*MATERIAL FOR THE TASK*:
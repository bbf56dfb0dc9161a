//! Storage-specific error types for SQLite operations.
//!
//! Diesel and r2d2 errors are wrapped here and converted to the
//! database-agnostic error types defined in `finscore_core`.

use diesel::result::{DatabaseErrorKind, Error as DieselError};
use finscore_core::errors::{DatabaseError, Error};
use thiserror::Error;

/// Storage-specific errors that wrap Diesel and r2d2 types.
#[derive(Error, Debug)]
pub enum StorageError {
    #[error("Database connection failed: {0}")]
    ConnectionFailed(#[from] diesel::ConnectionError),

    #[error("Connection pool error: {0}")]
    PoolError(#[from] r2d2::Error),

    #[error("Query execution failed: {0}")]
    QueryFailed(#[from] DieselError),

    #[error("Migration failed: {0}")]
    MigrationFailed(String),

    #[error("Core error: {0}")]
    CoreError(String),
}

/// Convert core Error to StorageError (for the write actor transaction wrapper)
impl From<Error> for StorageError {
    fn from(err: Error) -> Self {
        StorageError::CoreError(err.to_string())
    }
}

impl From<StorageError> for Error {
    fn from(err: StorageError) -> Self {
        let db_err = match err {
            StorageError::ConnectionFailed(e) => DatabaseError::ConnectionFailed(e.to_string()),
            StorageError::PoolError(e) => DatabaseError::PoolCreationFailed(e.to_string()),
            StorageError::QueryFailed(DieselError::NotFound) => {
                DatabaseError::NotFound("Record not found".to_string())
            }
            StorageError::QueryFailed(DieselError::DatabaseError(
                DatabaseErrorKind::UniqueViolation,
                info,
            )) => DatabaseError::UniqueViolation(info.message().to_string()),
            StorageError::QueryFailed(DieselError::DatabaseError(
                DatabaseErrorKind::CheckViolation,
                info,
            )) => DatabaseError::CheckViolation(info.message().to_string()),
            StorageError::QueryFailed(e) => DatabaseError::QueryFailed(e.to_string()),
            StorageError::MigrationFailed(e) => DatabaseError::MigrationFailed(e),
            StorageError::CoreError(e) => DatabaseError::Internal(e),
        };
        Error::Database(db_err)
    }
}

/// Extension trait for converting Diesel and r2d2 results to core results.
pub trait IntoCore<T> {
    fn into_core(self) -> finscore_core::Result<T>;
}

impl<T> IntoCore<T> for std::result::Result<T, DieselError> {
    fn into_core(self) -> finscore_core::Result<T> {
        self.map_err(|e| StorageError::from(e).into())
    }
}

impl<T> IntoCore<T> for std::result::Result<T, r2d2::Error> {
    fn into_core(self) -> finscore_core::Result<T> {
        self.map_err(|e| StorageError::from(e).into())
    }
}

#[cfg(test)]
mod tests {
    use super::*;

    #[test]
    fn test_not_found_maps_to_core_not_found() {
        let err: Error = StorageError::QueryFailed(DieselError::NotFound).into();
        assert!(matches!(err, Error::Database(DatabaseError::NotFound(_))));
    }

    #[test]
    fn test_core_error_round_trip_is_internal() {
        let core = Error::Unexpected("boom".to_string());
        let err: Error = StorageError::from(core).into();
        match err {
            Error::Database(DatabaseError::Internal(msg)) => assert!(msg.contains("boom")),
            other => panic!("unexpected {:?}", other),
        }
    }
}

*TASK DETAILS*:
Every line from the one containing "impl<T> IntoCore<T> for std::result::Result<T, DieselError>" through the last line of the entries must be written out verbatim, and no other line.

*REPLY*:
impl<T> IntoCore<T> for std::result::Result<T, DieselError> {
    fn into_core(self) -> finscore_core::Result<T> {
        self.map_err(|e| StorageError::from(e).into())
    }
}

impl<T> IntoCore<T> for std::result::Result<T, r2d2::Error> {
    fn into_core(self) -> finscore_core::Result<T> {
        self.map_err(|e| StorageError::from(e).into())
    }
}

#[cfg(test)]
mod tests {
    use super::*;

    #[test]
    fn test_not_found_maps_to_core_not_found() {
        let err: Error = StorageError::QueryFailed(DieselError::NotFound).into();
        assert!(matches!(err, Error::Database(DatabaseError::NotFound(_))));
    }

    #[test]
    fn test_core_error_round_trip_is_internal() {
        let core = Error::Unexpected("boom".to_string());
        let err: Error = StorageError::from(core).into();
        match err {
            Error::Database(DatabaseError::Internal(msg)) => assert!(msg.contains("boom")),
            other => panic!("unexpected {:?}", other),
        }
    }
}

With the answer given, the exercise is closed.